Based on his real life events and experiences, The Seagull is one of Anton Chekhov's most distinguished dramatic works. The play explores love, loss and despair. Despite the play’s classification as fiction, the event that served as the catalyst to Anton Chekhov’s dramatization actually took place. As Keith Neilson stated:

The Seagull was based on an event in Anton Chekhov’s life. One afternoon, while

he was taking a walk with his friend, Ilya Levitan, the landscape painter, he saw

Levitan shoot a seagull that was flying over the river. Later, the moody painter,

feeling scorned by the woman he loved, threw the dead seagull at her feet and

threatened to kill himself. (Keith Neilson)
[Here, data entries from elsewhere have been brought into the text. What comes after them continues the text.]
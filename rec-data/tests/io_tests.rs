use rec_data::triplets::{read_rating_triplets, write_rating_triplets};

#[test]
fn triplet_file_round_trip() -> anyhow::Result<()> {
    let dir = tempfile::tempdir()?;
    let file = dir.path().join("ratings.tsv");
    let file = file.to_str().unwrap();

    let triplets = vec![(101u64, 5u64, 3.0), (101, 7, 1.0), (202, 5, 2.0)];
    write_rating_triplets(&triplets, file)?;

    let read_back = read_rating_triplets(file)?;
    assert_eq!(read_back, triplets);
    Ok(())
}

#[test]
fn triplet_file_round_trip_gzipped() -> anyhow::Result<()> {
    let dir = tempfile::tempdir()?;
    let file = dir.path().join("ratings.tsv.gz");
    let file = file.to_str().unwrap();

    let triplets: Vec<(u64, u64, f64)> =
        (0..100).map(|t| (t, t % 11, (t % 4 + 1) as f64)).collect();
    write_rating_triplets(&triplets, file)?;

    let read_back = read_rating_triplets(file)?;
    assert_eq!(read_back, triplets);
    Ok(())
}

#[test]
fn comments_and_blank_lines_are_skipped() -> anyhow::Result<()> {
    let dir = tempfile::tempdir()?;
    let file = dir.path().join("ratings.txt");
    std::fs::write(
        &file,
        "# user item value\n%%MatrixMarket-ish comment\n\n1 2 3.5\n4 5 1\n",
    )?;

    let read_back = read_rating_triplets(file.to_str().unwrap())?;
    assert_eq!(read_back, vec![(1, 2, 3.5), (4, 5, 1.0)]);
    Ok(())
}

#[test]
fn malformed_lines_are_reported() -> anyhow::Result<()> {
    let dir = tempfile::tempdir()?;
    let file = dir.path().join("bad.txt");
    std::fs::write(&file, "1 2 3.0\nnot a triplet\n")?;

    assert!(read_rating_triplets(file.to_str().unwrap()).is_err());
    Ok(())
}
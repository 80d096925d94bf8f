use fnv::FnvHashMap;

/// Append-only mapping between external entity ids (`u64`) and dense
/// positions (`0..len`). Positions are assigned in first-appearance
/// order, so the mapping is deterministic for a fixed input order.
#[derive(Debug, Clone, Default)]
pub struct EntityIndex {
    id_to_pos: FnvHashMap<u64, usize>,
    ids: Vec<u64>,
}

impl EntityIndex {
    pub fn new() -> Self {
        Self::default()
    }

    /// Position of `id`, interning it at the end if unseen.
    pub fn intern(&mut self, id: u64) -> usize {
        if let Some(&pos) = self.id_to_pos.get(&id) {
            return pos;
        }
        let pos = self.ids.len();
        self.id_to_pos.insert(id, pos);
        self.ids.push(id);
        pos
    }

    /// Position of `id` if it was interned before.
    pub fn position(&self, id: u64) -> Option<usize> {
        self.id_to_pos.get(&id).copied()
    }

    /// External id at dense position `pos`.
    pub fn id_at(&self, pos: usize) -> Option<u64> {
        self.ids.get(pos).copied()
    }

    /// All ids in position order.
    pub fn ids(&self) -> &[u64] {
        &self.ids
    }

    pub fn len(&self) -> usize {
        self.ids.len()
    }

    pub fn is_empty(&self) -> bool {
        self.ids.is_empty()
    }
}
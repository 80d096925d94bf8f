/// Hyper-parameters of the hierarchical Poisson factorization model.
///
/// All six prior scalars must be strictly positive and the feature
/// count at least one; `validate` is called before training starts.
#[derive(Debug, Clone, PartialEq)]
pub struct HpfHyperParameters {
    /// Shape prior `a` of the user weights. Default: 0.3
    pub user_weight_shape: f64,
    /// Shape prior `a'` of the user activity. Default: 0.3
    pub user_activity_shape: f64,
    /// Rate-prior mean `b'` of the user activity. Default: 1.0
    pub user_activity_mean: f64,
    /// Shape prior `c` of the item weights. Default: 0.3
    pub item_weight_shape: f64,
    /// Shape prior `c'` of the item activity. Default: 0.3
    pub item_activity_shape: f64,
    /// Rate-prior mean `d'` of the item activity. Default: 1.0
    pub item_activity_mean: f64,
    /// Latent feature dimensionality `K`. Default: 30
    pub num_factors: usize,
}

impl Default for HpfHyperParameters {
    fn default() -> Self {
        HpfHyperParameters {
            user_weight_shape: 0.3,
            user_activity_shape: 0.3,
            user_activity_mean: 1.0,
            item_weight_shape: 0.3,
            item_activity_shape: 0.3,
            item_activity_mean: 1.0,
            num_factors: 30,
        }
    }
}

impl HpfHyperParameters {
    pub fn validate(&self) -> anyhow::Result<()> {
        let priors = [
            ("user weight shape", self.user_weight_shape),
            ("user activity shape", self.user_activity_shape),
            ("user activity mean", self.user_activity_mean),
            ("item weight shape", self.item_weight_shape),
            ("item activity shape", self.item_activity_shape),
            ("item activity mean", self.item_activity_mean),
        ];
        for (name, value) in priors {
            anyhow::ensure!(
                value.is_finite() && value > 0.0,
                "{} prior should be positive: {}",
                name,
                value
            );
        }
        anyhow::ensure!(self.num_factors >= 1, "need at least one latent factor");
        Ok(())
    }
}

#[cfg(test)]
mod tests {
    use super::*;

    #[test]
    fn default_is_valid() {
        assert!(HpfHyperParameters::default().validate().is_ok());
    }

    #[test]
    fn non_positive_priors_are_rejected() {
        let mut hyper = HpfHyperParameters::default();
        hyper.user_activity_mean = 0.0;
        assert!(hyper.validate().is_err());

        let mut hyper = HpfHyperParameters::default();
        hyper.item_weight_shape = -0.3;
        assert!(hyper.validate().is_err());

        let mut hyper = HpfHyperParameters::default();
        hyper.num_factors = 0;
        assert!(hyper.validate().is_err());
    }
}
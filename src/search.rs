//! Binary-search routines.
//!
//! Classic log-time halving plus two variants: rotation-aware branch
//! selection for rotated sorted arrays, and a partition search that finds
//! the median of two sorted arrays in O(log min(m, n)).
//!
//! # Examples
//!
//! ```rust
//! use algokit::search::{binary_search, median_of_sorted};
//!
//! assert_eq!(binary_search(&[-1, 0, 3, 5, 9, 12], 9), Some(4));
//! assert_eq!(median_of_sorted(&[1, 2], &[3, 4]), Ok(2.5));
//! ```

use crate::error::InputError;

/// Searches a sorted slice for `target`, returning its index.
///
/// # Complexity
///
/// O(log n) time, O(1) space
///
/// # Examples
///
/// ```rust
/// use algokit::search::binary_search;
///
/// assert_eq!(binary_search(&[-1, 0, 3, 5, 9, 12], 9), Some(4));
/// assert_eq!(binary_search(&[-1, 0, 3, 5, 9, 12], 2), None);
/// assert_eq!(binary_search(&[], 1), None);
/// ```
#[must_use]
pub fn binary_search(values: &[i32], target: i32) -> Option<usize> {
    let mut low = 0;
    let mut high = values.len();
    while low < high {
        let middle = low + (high - low) / 2;
        match values[middle].cmp(&target) {
            std::cmp::Ordering::Equal => return Some(middle),
            std::cmp::Ordering::Less => low = middle + 1,
            std::cmp::Ordering::Greater => high = middle,
        }
    }
    None
}

/// Searches a sorted-then-rotated slice of distinct values for `target`.
///
/// At every halving step exactly one half is sorted; the sorted half's
/// boundary values decide which half can contain the target.
///
/// # Complexity
///
/// O(log n) time, O(1) space
///
/// # Examples
///
/// ```rust
/// use algokit::search::search_rotated;
///
/// assert_eq!(search_rotated(&[4, 5, 6, 7, 0, 1, 2], 0), Some(4));
/// assert_eq!(search_rotated(&[4, 5, 6, 7, 0, 1, 2], 3), None);
/// ```
#[must_use]
pub fn search_rotated(values: &[i32], target: i32) -> Option<usize> {
    let mut low = 0;
    let mut high = values.len();
    while low < high {
        let middle = low + (high - low) / 2;
        if values[middle] == target {
            return Some(middle);
        }
        if values[low] <= values[middle] {
            // Left half is sorted.
            if values[low] <= target && target < values[middle] {
                high = middle;
            } else {
                low = middle + 1;
            }
        } else if values[middle] < target && target <= values[high - 1] {
            low = middle + 1;
        } else {
            high = middle;
        }
    }
    None
}

/// Returns the index of a peak element: one not smaller than its
/// neighbors, with the slice edges counting as negative infinity.
///
/// Returns `None` for an empty slice. When several peaks exist, any one
/// of them may be returned.
///
/// # Complexity
///
/// O(log n) time, O(1) space
///
/// # Examples
///
/// ```rust
/// use algokit::search::find_peak;
///
/// assert_eq!(find_peak(&[1, 2, 3, 1]), Some(2));
/// assert_eq!(find_peak(&[]), None);
///
/// let peak = find_peak(&[1, 2, 1, 3, 5, 6, 4]).unwrap();
/// assert!(peak == 1 || peak == 5);
/// ```
#[must_use]
pub fn find_peak(values: &[i32]) -> Option<usize> {
    if values.is_empty() {
        return None;
    }
    let mut low = 0;
    let mut high = values.len() - 1;
    while low < high {
        let middle = low + (high - low) / 2;
        if values[middle] > values[middle + 1] {
            high = middle;
        } else {
            low = middle + 1;
        }
    }
    Some(low)
}

/// Linear fallback used when the inputs violate the sortedness
/// precondition badly enough that no valid partition exists.
fn median_by_merge(first: &[i32], second: &[i32]) -> f64 {
    let mut merged: Vec<i32> = first.iter().chain(second).copied().collect();
    merged.sort_unstable();
    let middle = merged.len() / 2;
    if merged.len() % 2 == 0 {
        f64::from(merged[middle - 1]).midpoint(f64::from(merged[middle]))
    } else {
        f64::from(merged[middle])
    }
}

/// Returns the median of the values of two individually sorted slices.
///
/// Partition search: binary-searches a cut position in the shorter slice
/// and derives the complementary cut in the longer one so the left
/// partitions hold half the values; the cut is valid when
/// `max(left1, left2) <= min(right1, right2)`. An even total length
/// averages the two boundary values; an odd total takes the larger left
/// boundary.
///
/// # Errors
///
/// Returns [`InputError::Empty`] when both slices are empty.
///
/// # Complexity
///
/// O(log min(m, n)) time, O(1) space
///
/// # Examples
///
/// ```rust
/// use algokit::search::median_of_sorted;
///
/// assert_eq!(median_of_sorted(&[1, 3], &[2]), Ok(2.0));
/// assert_eq!(median_of_sorted(&[1, 2], &[3, 4]), Ok(2.5));
/// assert_eq!(median_of_sorted(&[], &[5]), Ok(5.0));
/// assert!(median_of_sorted(&[], &[]).is_err());
/// ```
pub fn median_of_sorted(first: &[i32], second: &[i32]) -> Result<f64, InputError> {
    if first.len() > second.len() {
        return median_of_sorted(second, first);
    }
    if second.is_empty() {
        return Err(InputError::Empty {
            routine_name: "median_of_sorted",
        });
    }
    let short_length = first.len();
    let long_length = second.len();
    let half = short_length + long_length + 1;
    let mut low = 0;
    let mut high = short_length;
    while low <= high {
        let short_cut = low.midpoint(high);
        let long_cut = half / 2 - short_cut;
        let short_left_max = if short_cut == 0 {
            i64::MIN
        } else {
            i64::from(first[short_cut - 1])
        };
        let short_right_min = if short_cut == short_length {
            i64::MAX
        } else {
            i64::from(first[short_cut])
        };
        let long_left_max = if long_cut == 0 {
            i64::MIN
        } else {
            i64::from(second[long_cut - 1])
        };
        let long_right_min = if long_cut == long_length {
            i64::MAX
        } else {
            i64::from(second[long_cut])
        };
        if short_left_max <= long_right_min && long_left_max <= short_right_min {
            let left_boundary = short_left_max.max(long_left_max);
            if (short_length + long_length) % 2 == 0 {
                let right_boundary = short_right_min.min(long_right_min);
                return Ok((left_boundary as f64).midpoint(right_boundary as f64));
            }
            return Ok(left_boundary as f64);
        } else if short_left_max > long_right_min {
            high = short_cut - 1;
        } else {
            low = short_cut + 1;
        }
    }
    // Unreachable for sorted inputs; answer the question anyway.
    Ok(median_by_merge(first, second))
}

#[cfg(test)]
mod tests {
    use super::*;
    use rstest::rstest;

    // =========================================================================
    // binary_search Tests
    // =========================================================================

    #[rstest]
    #[case(&[-1, 0, 3, 5, 9, 12], 9, Some(4))]
    #[case(&[-1, 0, 3, 5, 9, 12], 2, None)]
    #[case(&[], 1, None)]
    #[case(&[5], 5, Some(0))]
    #[case(&[1, 3], 1, Some(0))]
    #[case(&[1, 3], 3, Some(1))]
    fn test_binary_search(
        #[case] values: &[i32],
        #[case] target: i32,
        #[case] expected: Option<usize>,
    ) {
        assert_eq!(binary_search(values, target), expected);
    }

    // =========================================================================
    // search_rotated Tests
    // =========================================================================

    #[rstest]
    #[case(&[4, 5, 6, 7, 0, 1, 2], 0, Some(4))]
    #[case(&[4, 5, 6, 7, 0, 1, 2], 3, None)]
    #[case(&[4, 5, 6, 7, 0, 1, 2], 4, Some(0))]
    #[case(&[4, 5, 6, 7, 0, 1, 2], 2, Some(6))]
    #[case(&[1], 0, None)]
    #[case(&[1], 1, Some(0))]
    #[case(&[], 5, None)]
    #[case(&[1, 2, 3, 4, 5], 3, Some(2))]
    fn test_search_rotated(
        #[case] values: &[i32],
        #[case] target: i32,
        #[case] expected: Option<usize>,
    ) {
        assert_eq!(search_rotated(values, target), expected);
    }

    // =========================================================================
    // find_peak Tests
    // =========================================================================

    #[rstest]
    fn test_find_peak_single_peak() {
        assert_eq!(find_peak(&[1, 2, 3, 1]), Some(2));
    }

    #[rstest]
    fn test_find_peak_returns_some_peak() {
        let values = [1, 2, 1, 3, 5, 6, 4];
        let peak = find_peak(&values).unwrap();
        assert!(peak == 1 || peak == 5);
    }

    #[rstest]
    fn test_find_peak_monotone_slices() {
        assert_eq!(find_peak(&[1, 2, 3, 4]), Some(3));
        assert_eq!(find_peak(&[4, 3, 2, 1]), Some(0));
    }

    #[rstest]
    fn test_find_peak_degenerate_slices() {
        assert_eq!(find_peak(&[7]), Some(0));
        assert_eq!(find_peak(&[]), None);
    }

    // =========================================================================
    // median_of_sorted Tests
    // =========================================================================

    #[rstest]
    #[case(&[1, 3], &[2], 2.0)]
    #[case(&[1, 2], &[3, 4], 2.5)]
    #[case(&[], &[5], 5.0)]
    #[case(&[7], &[], 7.0)]
    #[case(&[1, 2, 3], &[4, 5, 6], 3.5)]
    #[case(&[1, 1, 1], &[1, 1], 1.0)]
    #[case(&[-5, -3], &[-4], -4.0)]
    #[case(&[1, 3, 5, 7, 9], &[2], 4.0)]
    fn test_median_of_sorted(
        #[case] first: &[i32],
        #[case] second: &[i32],
        #[case] expected: f64,
    ) {
        assert_eq!(median_of_sorted(first, second), Ok(expected));
    }

    #[rstest]
    fn test_median_of_sorted_rejects_two_empty_inputs() {
        assert_eq!(
            median_of_sorted(&[], &[]),
            Err(InputError::Empty {
                routine_name: "median_of_sorted"
            })
        );
    }

    #[rstest]
    fn test_median_of_sorted_extreme_values() {
        assert_eq!(
            median_of_sorted(&[i32::MIN], &[i32::MAX]),
            Ok(-0.5)
        );
    }
}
After experiencing such a striking event, Chekhov used this incident as a canvas for his fictional work, The Seagull. In Chekhov’s four act play, he employed various literary elements to explore the lives of his four main characters Arkadina, Trigorin, Nina, and Konstantin. Specifically, Chehkov manifests his theme of unrequited love through various literary elements such as symbolism, foreshadowing and motifs. These elements portray how unrequited love can ruin a person's life.

Unrequited love is the constant underlying theme of the play and Chekov displays it clearly using symbolism. The most powerful symbol Anton Chehkov uses throughout his play is the “seagull”. The seagull, like the lives of the four principle characters, transitions throughout the entire work subtly bringing the characters to life. Initially, the seagull symbolizes the pursuit of freedom and independence. “NINA: My father and his wife never will let me come here; they call this place Bohemia and are afra...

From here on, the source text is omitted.